Data.

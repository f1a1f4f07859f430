use clap::{Parser, Subcommand};

use git_authorship::commands;
use git_authorship::commands::annotate::AnnotateArgs;
use git_authorship::commands::events::EventsArgs;
use git_authorship::config::Config;
use git_authorship::git::find_repository;
use git_authorship::observability::{self, log_message};
use git_authorship::stats::filter::MatchMode;

#[derive(Parser)]
#[command(name = "git-authorship", version)]
#[command(about = "Line-level AI/human authorship for git repositories", long_about = None)]
struct Cli {
    #[command(subcommand)]
    command: Commands,
}

#[derive(Subcommand)]
enum Commands {
    /// Per-line authorship for a file
    Blame {
        file: String,
        /// Ignore history after this revision
        #[arg(long)]
        newest_commit: Option<String>,
        #[arg(long)]
        json: bool,
    },
    /// AI/human line counts for one or more files
    Stats {
        #[arg(required = true)]
        files: Vec<String>,
        #[arg(long)]
        json: bool,
    },
    /// Print the authorship record of a commit
    Show { commit: String },
    /// Summarize authorship records for a revision range
    Range { range: String },
    /// List every commit with an authorship record
    List,
    /// Add an author for a file to a commit's record
    Annotate {
        commit: String,
        #[arg(long)]
        file: String,
        #[arg(long)]
        author: String,
        #[arg(long)]
        ai: bool,
        #[arg(long, requires = "ai")]
        model: Option<String>,
    },
    /// Activity report from the tracking event log
    Events {
        /// Only events within this duration of now, e.g. "30days"
        #[arg(long)]
        since: Option<String>,
        /// Branch pattern; exact match unless --glob or --regex
        #[arg(long)]
        branch: Option<String>,
        #[arg(long, conflicts_with = "regex")]
        glob: bool,
        #[arg(long)]
        regex: bool,
        #[arg(short = 'i', long = "ignore-case")]
        ignore_case: bool,
        #[arg(long)]
        json: bool,
    },
}

fn main() {
    let cli = Cli::parse();
    let config = Config::load();

    let repo = match find_repository(&config) {
        Ok(repo) => repo,
        Err(e) => {
            eprintln!("Not in a git repository: {}", e);
            std::process::exit(1);
        }
    };
    observability::set_repo_context(&repo);

    let result = match cli.command {
        Commands::Blame {
            file,
            newest_commit,
            json,
        } => commands::blame::handle_blame(&repo, &config, &file, newest_commit.as_deref(), json),
        Commands::Stats { files, json } => {
            log_message("stats", "info", None);
            commands::stats::handle_stats(&repo, &config, &files, json)
        }
        Commands::Show { commit } => commands::show::handle_show(&repo, &config, &commit),
        Commands::Range { range } => commands::show::handle_range(&repo, &config, &range),
        Commands::List => commands::show::handle_list(&repo, &config),
        Commands::Annotate {
            commit,
            file,
            author,
            ai,
            model,
        } => commands::annotate::handle_annotate(
            &repo,
            &config,
            &AnnotateArgs {
                commit,
                file,
                author,
                ai,
                model,
            },
        )
        .map(|_| ()),
        Commands::Events {
            since,
            branch,
            glob,
            regex,
            ignore_case,
            json,
        } => {
            let mode = if regex {
                MatchMode::Regex
            } else if glob {
                MatchMode::Glob
            } else {
                MatchMode::Exact
            };
            commands::events::handle_events(
                &repo,
                &config,
                &EventsArgs {
                    since,
                    branch,
                    mode,
                    case_insensitive: ignore_case,
                    json,
                },
            )
        }
    };

    if let Err(e) = result {
        eprintln!("Error: {}", e);
        std::process::exit(1);
    }
}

Activity. A faithful copy of the whole listing is needed.

Solution below.
repository f1a1f4f07859f430
use clap::{Parser, Subcommand};

use git_authorship::commands;
use git_authorship::commands::annotate::AnnotateArgs;
use git_authorship::commands::events::EventsArgs;
use git_authorship::config::Config;
use git_authorship::git::find_repository;
use git_authorship::observability::{self, log_message};
use git_authorship::stats::filter::MatchMode;

#[derive(Parser)]
#[command(name = "git-authorship", version)]
#[command(about = "Line-level AI/human authorship for git repositories", long_about = None)]
struct Cli {
    #[command(subcommand)]
    command: Commands,
}

#[derive(Subcommand)]
enum Commands {
    /// Per-line authorship for a file
    Blame {
        file: String,
        /// Ignore history after this revision
        #[arg(long)]
        newest_commit: Option<String>,
        #[arg(long)]
        json: bool,
    },
    /// AI/human line counts for one or more files
    Stats {
        #[arg(required = true)]
        files: Vec<String>,
        #[arg(long)]
        json: bool,
    },
    /// Print the authorship record of a commit
    Show { commit: String },
    /// Summarize authorship records for a revision range
    Range { range: String },
    /// List every commit with an authorship record
    List,
    /// Add an author for a file to a commit's record
    Annotate {
        commit: String,
        #[arg(long)]
        file: String,
        #[arg(long)]
        author: String,
        #[arg(long)]
        ai: bool,
        #[arg(long, requires = "ai")]
        model: Option<String>,
    },
    /// Activity report from the tracking event log
    Events {
        /// Only events within this duration of now, e.g. "30days"
        #[arg(long)]
        since: Option<String>,
        /// Branch pattern; exact match unless --glob or --regex
        #[arg(long)]
        branch: Option<String>,
        #[arg(long, conflicts_with = "regex")]
        glob: bool,
        #[arg(long)]
        regex: bool,
        #[arg(short = 'i', long = "ignore-case")]
        ignore_case: bool,
        #[arg(long)]
        json: bool,
    },
}

fn main() {
    let cli = Cli::parse();
    let config = Config::load();

    let repo = match find_repository(&config) {
        Ok(repo) => repo,
        Err(e) => {
            eprintln!("Not in a git repository: {}", e);
            std::process::exit(1);
        }
    };
    observability::set_repo_context(&repo);

    let result = match cli.command {
        Commands::Blame {
            file,
            newest_commit,
            json,
        } => commands::blame::handle_blame(&repo, &config, &file, newest_commit.as_deref(), json),
        Commands::Stats { files, json } => {
            log_message("stats", "info", None);
            commands::stats::handle_stats(&repo, &config, &files, json)
        }
        Commands::Show { commit } => commands::show::handle_show(&repo, &config, &commit),
        Commands::Range { range } => commands::show::handle_range(&repo, &config, &range),
        Commands::List => commands::show::handle_list(&repo, &config),
        Commands::Annotate {
            commit,
            file,
            author,
            ai,
            model,
        } => commands::annotate::handle_annotate(
            &repo,
            &config,
            &AnnotateArgs {
                commit,
                file,
                author,
                ai,
                model,
            },
        )
        .map(|_| ()),
        Commands::Events {
            since,
            branch,
            glob,
            regex,
            ignore_case,
            json,
        } => {
            let mode = if regex {
                MatchMode::Regex
            } else if glob {
                MatchMode::Glob
            } else {
                MatchMode::Exact
            };
            commands::events::handle_events(
                &repo,
                &config,
                &EventsArgs {
                    since,
                    branch,
                    mode,
                    case_insensitive: ignore_case,
                    json,
                },
            )
        }
    };

    if let Err(e) = result {
        eprintln!("Error: {}", e);
        std::process::exit(1);
    }
}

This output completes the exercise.